Transcribe all records, preserving every character.

Stored items -
§ §

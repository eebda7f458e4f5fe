//! Dataset extent, raw I/O and flush through dataset handles.

use eyre::{Result, WrapErr};

use super::handle::{HandleKind, Hid};
use super::state::{Location, State};
use super::Registry;
use crate::dataset::{Datatype, Hyperslab};

fn dataset_location(st: &State, did: Hid) -> Result<Location> {
    let entry = st.expect_kind(did, HandleKind::Dataset)?;
    Ok(Location {
        phys: st.phys_of(did)?,
        path: entry.path().unwrap_or_default().to_string(),
        writable: entry.writable,
        origin: entry.origin.unwrap_or(did),
    })
}

impl Registry {
    pub fn dataset_extent(&self, did: Hid) -> Result<Vec<u64>> {
        let st = self.state.lock();
        let loc = dataset_location(&st, did)?;
        Ok(st.file(loc.phys)?.dataset(&loc.path)?.dims().to_vec())
    }

    /// Declared maximum per axis; `None` is unlimited.
    pub fn dataset_max_extent(&self, did: Hid) -> Result<Vec<Option<u64>>> {
        let st = self.state.lock();
        let loc = dataset_location(&st, did)?;
        Ok(st.file(loc.phys)?.dataset(&loc.path)?.max_dims().to_vec())
    }

    pub fn dataset_datatype(&self, did: Hid) -> Result<Datatype> {
        let st = self.state.lock();
        let loc = dataset_location(&st, did)?;
        Ok(st.file(loc.phys)?.dataset(&loc.path)?.datatype().clone())
    }

    pub fn dataset_element_size(&self, did: Hid) -> Result<usize> {
        let st = self.state.lock();
        let loc = dataset_location(&st, did)?;
        Ok(st.file(loc.phys)?.dataset(&loc.path)?.element_size())
    }

    /// Bytes of chunk storage currently allocated.
    pub fn dataset_storage_size(&self, did: Hid) -> Result<u64> {
        let st = self.state.lock();
        let loc = dataset_location(&st, did)?;
        Ok(st.file(loc.phys)?.dataset(&loc.path)?.storage_size())
    }

    /// Changes the current extent. The whole change is applied or none of
    /// it is.
    pub fn set_extent(&self, did: Hid, dims: &[u64]) -> Result<()> {
        let mut st = self.state.lock();
        let loc = dataset_location(&st, did)?;
        st.ensure_writable(&loc)?;
        st.file_mut(loc.phys)?
            .set_extent(&loc.path, dims)
            .wrap_err_with(|| format!("failed to set extent of '{}'", loc.path))
    }

    /// Writes raw element bytes into the selected region.
    pub fn write_dataset(&self, did: Hid, sel: &Hyperslab, buf: &[u8]) -> Result<()> {
        let mut st = self.state.lock();
        let loc = dataset_location(&st, did)?;
        st.ensure_writable(&loc)?;
        st.file_mut(loc.phys)?
            .write_dataset(&loc.path, sel, buf)
            .wrap_err_with(|| format!("failed to write '{}'", loc.path))
    }

    pub fn read_dataset(&self, did: Hid, sel: &Hyperslab) -> Result<Vec<u8>> {
        let st = self.state.lock();
        let loc = dataset_location(&st, did)?;
        st.file(loc.phys)?
            .read_dataset(&loc.path, sel)
            .wrap_err_with(|| format!("failed to read '{}'", loc.path))
    }

    /// Makes the dataset's data and the file's metadata durable, so an
    /// independent reader that refreshes afterwards sees both.
    pub fn flush_dataset(&self, did: Hid) -> Result<()> {
        let mut st = self.state.lock();
        let loc = dataset_location(&st, did)?;
        st.file_mut(loc.phys)?.flush()
    }
}

#[cfg(test)]
mod tests {
    use super::*;
    use crate::dataset::{AllocTime, DatasetCreateProps, Dataspace};
    use crate::error::{error_kind, ErrorKind};
    use crate::file::{AccessMode, CreateMode, FileAccessProps, FileCreateProps};
    use tempfile::tempdir;

    #[test]
    fn grow_keeps_existing_elements() {
        let dir = tempdir().unwrap();
        let reg = Registry::new();
        let fid = reg
            .create_file(
                dir.path().join("g.h5"),
                CreateMode::Truncate,
                &FileCreateProps::new(),
                &FileAccessProps::new(),
            )
            .unwrap();
        let space = Dataspace::extendable(&[4], &[None]).unwrap();
        let dcpl = DatasetCreateProps::new().chunked(&[2]);
        let did = reg
            .create_dataset(fid, "d", Datatype::i32(), space, &dcpl)
            .unwrap();
        let first: Vec<u8> = (0..4i32).flat_map(|v| v.to_le_bytes()).collect();
        reg.write_dataset(did, &Hyperslab::all(&[4]), &first).unwrap();

        reg.set_extent(did, &[7]).unwrap();
        let tail: Vec<u8> = (4..7i32).flat_map(|v| v.to_le_bytes()).collect();
        reg.write_dataset(did, &Hyperslab::new(&[4], &[3]).unwrap(), &tail)
            .unwrap();
        reg.flush_dataset(did).unwrap();

        let all = reg.read_dataset(did, &Hyperslab::all(&[7])).unwrap();
        let expected: Vec<u8> = (0..7i32).flat_map(|v| v.to_le_bytes()).collect();
        assert_eq!(reg.dataset_extent(did).unwrap(), vec![7]);
        assert_eq!(all, expected);
        assert_eq!(reg.dataset_element_size(did).unwrap(), 4);
        assert_eq!(reg.dataset_max_extent(did).unwrap(), vec![None]);
    }

    #[test]
    fn read_only_handle_cannot_extend() {
        let dir = tempdir().unwrap();
        let path = dir.path().join("ro.h5");
        let reg = Registry::new();
        let fid = reg
            .create_file(&path, CreateMode::Truncate, &FileCreateProps::new(), &FileAccessProps::new())
            .unwrap();
        let space = Dataspace::extendable(&[2], &[Some(8)]).unwrap();
        let dcpl = DatasetCreateProps::new()
            .chunked(&[2])
            .alloc_time(AllocTime::Early);
        let did = reg
            .create_dataset(fid, "d", Datatype::u32(), space, &dcpl)
            .unwrap();
        reg.close_dataset(did).unwrap();

        let ro = reg
            .open_file(&path, AccessMode::ReadOnly, &FileAccessProps::new())
            .unwrap();
        let did = reg.open_dataset(ro, "d").unwrap();
        let err = reg.set_extent(did, &[4]).unwrap_err();

        assert_eq!(error_kind(&err), ErrorKind::ReadOnly);
        assert_eq!(reg.dataset_storage_size(did).unwrap(), 32);
    }
}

§ §

Worked solution -
repository eebda7f458e4f5fe
//! Dataset extent, raw I/O and flush through dataset handles.

use eyre::{Result, WrapErr};

use super::handle::{HandleKind, Hid};
use super::state::{Location, State};
use super::Registry;
use crate::dataset::{Datatype, Hyperslab};

fn dataset_location(st: &State, did: Hid) -> Result<Location> {
    let entry = st.expect_kind(did, HandleKind::Dataset)?;
    Ok(Location {
        phys: st.phys_of(did)?,
        path: entry.path().unwrap_or_default().to_string(),
        writable: entry.writable,
        origin: entry.origin.unwrap_or(did),
    })
}

impl Registry {
    pub fn dataset_extent(&self, did: Hid) -> Result<Vec<u64>> {
        let st = self.state.lock();
        let loc = dataset_location(&st, did)?;
        Ok(st.file(loc.phys)?.dataset(&loc.path)?.dims().to_vec())
    }

    /// Declared maximum per axis; `None` is unlimited.
    pub fn dataset_max_extent(&self, did: Hid) -> Result<Vec<Option<u64>>> {
        let st = self.state.lock();
        let loc = dataset_location(&st, did)?;
        Ok(st.file(loc.phys)?.dataset(&loc.path)?.max_dims().to_vec())
    }

    pub fn dataset_datatype(&self, did: Hid) -> Result<Datatype> {
        let st = self.state.lock();
        let loc = dataset_location(&st, did)?;
        Ok(st.file(loc.phys)?.dataset(&loc.path)?.datatype().clone())
    }

    pub fn dataset_element_size(&self, did: Hid) -> Result<usize> {
        let st = self.state.lock();
        let loc = dataset_location(&st, did)?;
        Ok(st.file(loc.phys)?.dataset(&loc.path)?.element_size())
    }

    /// Bytes of chunk storage currently allocated.
    pub fn dataset_storage_size(&self, did: Hid) -> Result<u64> {
        let st = self.state.lock();
        let loc = dataset_location(&st, did)?;
        Ok(st.file(loc.phys)?.dataset(&loc.path)?.storage_size())
    }

    /// Changes the current extent. The whole change is applied or none of
    /// it is.
    pub fn set_extent(&self, did: Hid, dims: &[u64]) -> Result<()> {
        let mut st = self.state.lock();
        let loc = dataset_location(&st, did)?;
        st.ensure_writable(&loc)?;
        st.file_mut(loc.phys)?
            .set_extent(&loc.path, dims)
            .wrap_err_with(|| format!("failed to set extent of '{}'", loc.path))
    }

    /// Writes raw element bytes into the selected region.
    pub fn write_dataset(&self, did: Hid, sel: &Hyperslab, buf: &[u8]) -> Result<()> {
        let mut st = self.state.lock();
        let loc = dataset_location(&st, did)?;
        st.ensure_writable(&loc)?;
        st.file_mut(loc.phys)?
            .write_dataset(&loc.path, sel, buf)
            .wrap_err_with(|| format!("failed to write '{}'", loc.path))
    }

    pub fn read_dataset(&self, did: Hid, sel: &Hyperslab) -> Result<Vec<u8>> {
        let st = self.state.lock();
        let loc = dataset_location(&st, did)?;
        st.file(loc.phys)?
            .read_dataset(&loc.path, sel)
            .wrap_err_with(|| format!("failed to read '{}'", loc.path))
    }

    /// Makes the dataset's data and the file's metadata durable, so an
    /// independent reader that refreshes afterwards sees both.
    pub fn flush_dataset(&self, did: Hid) -> Result<()> {
        let mut st = self.state.lock();
        let loc = dataset_location(&st, did)?;
        st.file_mut(loc.phys)?.flush()
    }
}

#[cfg(test)]
mod tests {
    use super::*;
    use crate::dataset::{AllocTime, DatasetCreateProps, Dataspace};
    use crate::error::{error_kind, ErrorKind};
    use crate::file::{AccessMode, CreateMode, FileAccessProps, FileCreateProps};
    use tempfile::tempdir;

    #[test]
    fn grow_keeps_existing_elements() {
        let dir = tempdir().unwrap();
        let reg = Registry::new();
        let fid = reg
            .create_file(
                dir.path().join("g.h5"),
                CreateMode::Truncate,
                &FileCreateProps::new(),
                &FileAccessProps::new(),
            )
            .unwrap();
        let space = Dataspace::extendable(&[4], &[None]).unwrap();
        let dcpl = DatasetCreateProps::new().chunked(&[2]);
        let did = reg
            .create_dataset(fid, "d", Datatype::i32(), space, &dcpl)
            .unwrap();
        let first: Vec<u8> = (0..4i32).flat_map(|v| v.to_le_bytes()).collect();
        reg.write_dataset(did, &Hyperslab::all(&[4]), &first).unwrap();

        reg.set_extent(did, &[7]).unwrap();
        let tail: Vec<u8> = (4..7i32).flat_map(|v| v.to_le_bytes()).collect();
        reg.write_dataset(did, &Hyperslab::new(&[4], &[3]).unwrap(), &tail)
            .unwrap();
        reg.flush_dataset(did).unwrap();

        let all = reg.read_dataset(did, &Hyperslab::all(&[7])).unwrap();
        let expected: Vec<u8> = (0..7i32).flat_map(|v| v.to_le_bytes()).collect();
        assert_eq!(reg.dataset_extent(did).unwrap(), vec![7]);
        assert_eq!(all, expected);
        assert_eq!(reg.dataset_element_size(did).unwrap(), 4);
        assert_eq!(reg.dataset_max_extent(did).unwrap(), vec![None]);
    }

    #[test]
    fn read_only_handle_cannot_extend() {
        let dir = tempdir().unwrap();
        let path = dir.path().join("ro.h5");
        let reg = Registry::new();
        let fid = reg
            .create_file(&path, CreateMode::Truncate, &FileCreateProps::new(), &FileAccessProps::new())
            .unwrap();
        let space = Dataspace::extendable(&[2], &[Some(8)]).unwrap();
        let dcpl = DatasetCreateProps::new()
            .chunked(&[2])
            .alloc_time(AllocTime::Early);
        let did = reg
            .create_dataset(fid, "d", Datatype::u32(), space, &dcpl)
            .unwrap();
        reg.close_dataset(did).unwrap();

        let ro = reg
            .open_file(&path, AccessMode::ReadOnly, &FileAccessProps::new())
            .unwrap();
        let did = reg.open_dataset(ro, "d").unwrap();
        let err = reg.set_extent(did, &[4]).unwrap_err();

        assert_eq!(error_kind(&err), ErrorKind::ReadOnly);
        assert_eq!(reg.dataset_storage_size(did).unwrap(), 32);
    }
}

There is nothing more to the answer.